The Senate bill’s sponsor, Democrat Reuven Carlyle, said the legislation borrows concepts from the California Consumer Protection Act, which went into effect last month — as well as similar laws in other states — but goes further in the protections it provides. Carlyle’s bill would give Washington residents the ability to uncover and then request deletion or transfer of the data held about them by private institutions. It would also allow them to opt out of targeted ads and data sales and place new regulations on companies implementing public-facing facial recognition systems.
Carlyle’s previous attempt to pass a statewide privacy bill last year failed, but he told reporters last month that after a series of meetings with large Washington-based companies, including Amazon and Microsoft, he’d found “overwhelming consensus” on the new legislation.
Washington State Chief Privacy Officer Katy Ruckle told StateScoop her office supports the bill.
“I think it takes an important step forward for making meaningful privacy legislation in the state of Washington and it provides several rights to consumers that are not currently available to Washington residents concerning their information held by private companies,” Ruckle said.
But passage will again depend on the House lawmakers, who have already begun raising concerns. The Seattle Times reported that Republican Rep. Norma Smith criticized the bill for being too “corporate-centric,” noting that Carlyle’s bill would only allow the state attorney general’s office, but not individual residents, to sue companies for violations.
The Senate version of the bill would apply to companies doing business in Washington that process the data of at least 100,000 people, or that receive at least half their revenue from the sale of personal data and process information of at least 25,000 people.
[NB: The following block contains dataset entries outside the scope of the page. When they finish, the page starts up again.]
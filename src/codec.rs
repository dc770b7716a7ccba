//! Byte / digit-string codec
//!
//! Each byte becomes eight `0`/`1` characters, most significant bit first,
//! with no separators between groups.

use thiserror::Error;

/// Characters per encoded byte
pub const DIGITS_PER_BYTE: usize = 8;

/// Reasons a digit string cannot be decoded
#[derive(Error, Debug, Clone, PartialEq, Eq)]
pub enum DecodeError {
    /// Length is not a whole number of 8-digit groups
    #[error("digit string length {len} is not a multiple of 8")]
    InvalidLength { len: usize },

    /// A character other than `0` or `1`
    #[error("invalid digit {found:?} at offset {offset}")]
    InvalidDigit { offset: usize, found: char },
}

/// Encode bytes as a digit string.
///
/// ```
/// assert_eq!(digitar::codec::encode(b"Hi"), "0100100001101001");
/// assert_eq!(digitar::codec::encode(b""), "");
/// ```
pub fn encode(bytes: &[u8]) -> String {
    let mut out = String::with_capacity(bytes.len() * DIGITS_PER_BYTE);
    encode_into(bytes, &mut out);
    out
}

/// Append the digit string for `bytes` to `out`.
pub fn encode_into(bytes: &[u8], out: &mut String) {
    out.reserve(bytes.len() * DIGITS_PER_BYTE);
    for &byte in bytes {
        for bit in (0..DIGITS_PER_BYTE).rev() {
            out.push(if (byte >> bit) & 1 == 1 { '1' } else { '0' });
        }
    }
}

/// Decode a digit string back into bytes.
///
/// Fails on a trailing partial group or on any character outside `{0,1}`.
pub fn decode(digits: &str) -> Result<Vec<u8>, DecodeError> {
    decode_bytes(digits.as_bytes())
}

/// Decode digit characters given as raw bytes.
pub fn decode_bytes(digits: &[u8]) -> Result<Vec<u8>, DecodeError> {
    if digits.len() % DIGITS_PER_BYTE != 0 {
        return Err(DecodeError::InvalidLength { len: digits.len() });
    }

    let mut out = Vec::with_capacity(digits.len() / DIGITS_PER_BYTE);
    for (group_index, group) in digits.chunks_exact(DIGITS_PER_BYTE).enumerate() {
        let mut byte = 0u8;
        for (i, &digit) in group.iter().enumerate() {
            let bit = match digit {
                b'0' => 0,
                b'1' => 1,
                other => {
                    return Err(DecodeError::InvalidDigit {
                        offset: group_index * DIGITS_PER_BYTE + i,
                        found: char::from(other),
                    })
                }
            };
            byte = (byte << 1) | bit;
        }
        out.push(byte);
    }

    Ok(out)
}
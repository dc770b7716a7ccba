//! Optional whole-stream compression
//!
//! Compression wraps the complete text stream, never individual records.
//! Gzip is the only codec; readers detect it from the magic bytes so plain
//! and compressed archives can be fed to the same entry points.

use std::io::{self, BufRead, BufReader, Read, Write};
use std::path::Path;

use flate2::bufread::MultiGzDecoder;
use flate2::write::GzEncoder;

/// Gzip member magic bytes
pub const GZIP_MAGIC: [u8; 2] = [0x1f, 0x8b];

/// Compression applied around an archive stream
#[derive(Debug, Clone, Copy, PartialEq, Eq, Default)]
pub enum Compression {
    /// Uncompressed text
    #[default]
    Plain,
    /// Gzip (deflate)
    Gzip,
}

impl Compression {
    /// Pick the codec from a file name (`.gz` selects gzip)
    pub fn from_path(path: &Path) -> Self {
        match path.extension().and_then(|ext| ext.to_str()) {
            Some(ext) if ext.eq_ignore_ascii_case("gz") => Self::Gzip,
            _ => Self::Plain,
        }
    }

    /// Detect the codec from the first bytes of a stream
    pub fn detect(prefix: &[u8]) -> Self {
        if prefix.starts_with(&GZIP_MAGIC) {
            Self::Gzip
        } else {
            Self::Plain
        }
    }

    /// Compress a complete stream
    pub fn compress(self, data: &[u8]) -> io::Result<Vec<u8>> {
        match self {
            Self::Plain => Ok(data.to_vec()),
            Self::Gzip => {
                let mut encoder = GzEncoder::new(Vec::new(), flate2::Compression::default());
                encoder.write_all(data)?;
                encoder.finish()
            }
        }
    }

    /// Decompress a complete stream
    pub fn decompress(self, data: &[u8]) -> io::Result<Vec<u8>> {
        match self {
            Self::Plain => Ok(data.to_vec()),
            Self::Gzip => {
                let mut out = Vec::new();
                MultiGzDecoder::new(data).read_to_end(&mut out)?;
                Ok(out)
            }
        }
    }

    /// Wrap a writer so everything written through it is compressed
    pub fn writer<W: Write>(self, inner: W) -> ArchiveWriter<W> {
        match self {
            Self::Plain => ArchiveWriter::Plain(inner),
            Self::Gzip => ArchiveWriter::Gzip(GzEncoder::new(inner, flate2::Compression::default())),
        }
    }
}

/// Writer returned by [`Compression::writer`]
///
/// [`ArchiveWriter::finish`] must be called to emit the gzip trailer.
pub enum ArchiveWriter<W: Write> {
    Plain(W),
    Gzip(GzEncoder<W>),
}

impl<W: Write> ArchiveWriter<W> {
    /// Flush all pending output and return the inner writer
    pub fn finish(self) -> io::Result<W> {
        match self {
            Self::Plain(mut inner) => {
                inner.flush()?;
                Ok(inner)
            }
            Self::Gzip(encoder) => {
                let mut inner = encoder.finish()?;
                inner.flush()?;
                Ok(inner)
            }
        }
    }
}

impl<W: Write> Write for ArchiveWriter<W> {
    fn write(&mut self, buf: &[u8]) -> io::Result<usize> {
        match self {
            Self::Plain(inner) => inner.write(buf),
            Self::Gzip(encoder) => encoder.write(buf),
        }
    }

    fn flush(&mut self) -> io::Result<()> {
        match self {
            Self::Plain(inner) => inner.flush(),
            Self::Gzip(encoder) => encoder.flush(),
        }
    }
}

/// Sniff the first bytes of `reader` and return a reader yielding the plain
/// text stream
pub fn open_reader<'a, R: BufRead + 'a>(mut reader: R) -> io::Result<Box<dyn BufRead + 'a>> {
    // A single fill_buf may hold fewer bytes than the magic
    let mut head = Vec::with_capacity(GZIP_MAGIC.len());
    while head.len() < GZIP_MAGIC.len() {
        let buf = reader.fill_buf()?;
        if buf.is_empty() {
            break;
        }
        let take = buf.len().min(GZIP_MAGIC.len() - head.len());
        head.extend_from_slice(&buf[..take]);
        reader.consume(take);
    }

    let codec = Compression::detect(&head);
    log::debug!("archive stream compression: {:?}", codec);

    let stream = io::Cursor::new(head).chain(reader);
    Ok(match codec {
        Compression::Plain => Box::new(stream),
        Compression::Gzip => Box::new(BufReader::new(MultiGzDecoder::new(stream))),
    })
}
A collection of smaller companies staying under these limits might avoid enforcement.
Ruckle said it’s not yet clear whether these and other issues will be enough to stop the legislation, but that she thinks it’s time for the state to pass it and set a new standard.
“I feel like it provides clear guidance to businesses in terms of expectations for how we expect them to handle consumer data so my hope is that it will start to become standard practice in terms of data handling by businesses instead of new concepts,” Ruckle said.